Dijo esto con afectación hábil, en el momento de sacar papel y disponerse á escribir sobre la mesa del comedor. Ausentarse vió ante sí á su cuñada, de pié y mirándole, sosteniendo la barba entre los dedos de la mano derecha, actitud atenta, pensativa y cariñosa semejante, salva la belleza, á la de la célebre estatua de Polimnia en el grupo antiguo de las Musas. No era preciso ser lince para leer en las pupilas y expresión de la insignificante estas ó parecidas reconvenciones: «¿Pero qué haces ahí sin atenderme? ¿No sabes que soy la única persona que te ha comprendido? Vuélvete hacia mí, y no hagas caso de los demás,.. Estoy aguardándote desde anoche, ¡ingrato!, y tú tan distraído. ¿Qué se hicieron tus planes de escapatoria? Estoy pronta... Me iré con lo puesto».

Al verla en tal actitud y al leer en sus ojos la reconvención, cayó Víctor en la cuenta de que estaba en descubierto con ella. Maldito si desde la noche anterior se había vuelto á acordar del paso de la escalera, y si lo recordaba era como un hecho baladí, cual humorada estudiantil sin consecuencias para la vida. Su primera impresión, al despertarse la memoria, fué de disgusto, cual si recordase la precisión impertinente de pagar una visita de puro cumplido. Pero al instante compuso la fisonomía, que para cada situación tenía una hermosa máscara en el variado repertorio de su histrionismo moral; y cerciorándose de que no andaba por allí su suegra, puso una cara muy tierna, miró al techo, después á su cuñada, y entre ambos se cruzaron estas breves cláusulas:

—Vida mía, tengo que hablarte... ¿dónde y cuándo?

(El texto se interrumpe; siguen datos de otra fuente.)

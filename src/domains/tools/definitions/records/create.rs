//! Create DNS record tool definition.
//!
//! Builds a sparse creation payload: `ttl` is always sent (defaulting to
//! automatic), while `priority`, `proxied` and `comment` are only sent when the
//! caller provided them.

use rmcp::model::CallToolResult;
use schemars::JsonSchema;
use serde::Deserialize;
use tracing::{info, instrument};

use crate::domains::cloudflare::{CloudflareClient, NewDnsRecord};
use crate::domains::tools::definitions::common::{
    whole_number,
    AUTO_TTL, format_timestamp, record_summary, structured_result,
};
use crate::domains::tools::{DnsTool, ToolError};

/// Parameters for the create DNS record tool.
#[derive(Debug, Clone, Deserialize, JsonSchema)]
#[serde(rename_all = "camelCase")]
pub struct CreateDnsRecordParams {
    /// Zone ID to create record in (optional if set in config)
    pub zone_id: Option<String>,

    /// Record type (e.g., A, AAAA, CNAME, MX, TXT)
    #[serde(rename = "type")]
    pub record_type: String,

    /// Record name (e.g., www.example.com or @)
    pub name: String,

    /// Record content (IP address, hostname, text content, etc.)
    pub content: String,

    /// Time to live in seconds (1 = auto, 120-7200)
    #[serde(default, deserialize_with = "whole_number")]
    #[schemars(extend("default" = 1))]
    pub ttl: Option<u32>,

    /// Priority for MX records
    #[serde(default, deserialize_with = "whole_number")]
    pub priority: Option<u16>,

    /// Whether the record should be proxied through Cloudflare
    #[schemars(extend("default" = false))]
    pub proxied: Option<bool>,

    /// Comment for the record
    pub comment: Option<String>,
}

/// Build the creation payload from the tool parameters.
///
/// A missing or zero `ttl` becomes automatic. A zero `priority` and an empty
/// `comment` are treated as not provided; `proxied` is kept whenever present,
/// including `false`.
pub fn build_new_record(params: &CreateDnsRecordParams) -> NewDnsRecord {
    let ttl = params.ttl.filter(|t| *t != 0).unwrap_or(AUTO_TTL);

    let mut record = NewDnsRecord::new(&params.record_type, &params.name, &params.content, ttl);
    record.priority = params.priority.filter(|p| *p != 0);
    record.proxied = params.proxied;
    record.comment = params.comment.clone().filter(|c| !c.is_empty());
    record
}

/// Create DNS record tool.
pub struct CreateDnsRecordTool;

#[async_trait::async_trait]
impl DnsTool for CreateDnsRecordTool {
    const NAME: &'static str = "cloudflare_create_dns_record";
    const DESCRIPTION: &'static str = "Create a new DNS record in a zone";
    const ACTION: &'static str = "creating DNS record";
    const REQUIRED: &'static [&'static str] = &["type", "name", "content"];

    type Params = CreateDnsRecordParams;

    #[instrument(skip_all, fields(name = %params.name, record_type = %params.record_type))]
    async fn run(
        client: &CloudflareClient,
        params: CreateDnsRecordParams,
    ) -> Result<CallToolResult, ToolError> {
        let payload = build_new_record(&params);
        let record = client
            .create_dns_record(&payload, params.zone_id.as_deref())
            .await?;
        info!("Created DNS record {}", record.id);

        let summary = format!(
            "✅ Successfully created DNS record:\n\n{}\nCreated: {}",
            record_summary(&record),
            format_timestamp(&record.created_on)
        );
        Ok(structured_result(summary, &record))
    }
}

—Esta tarde... en las Comendadoras... á las seis.

Y nada más. Abelarda se escapó á arreglar la sala, y Víctor se puso á escribir, arrojando con desdén la careta y pensando de este modo: «La chiflada ésta quiere saber cuándo tocan á perderse... ¡Ah!... pues si tú lo cataras... Pero no lo catarás».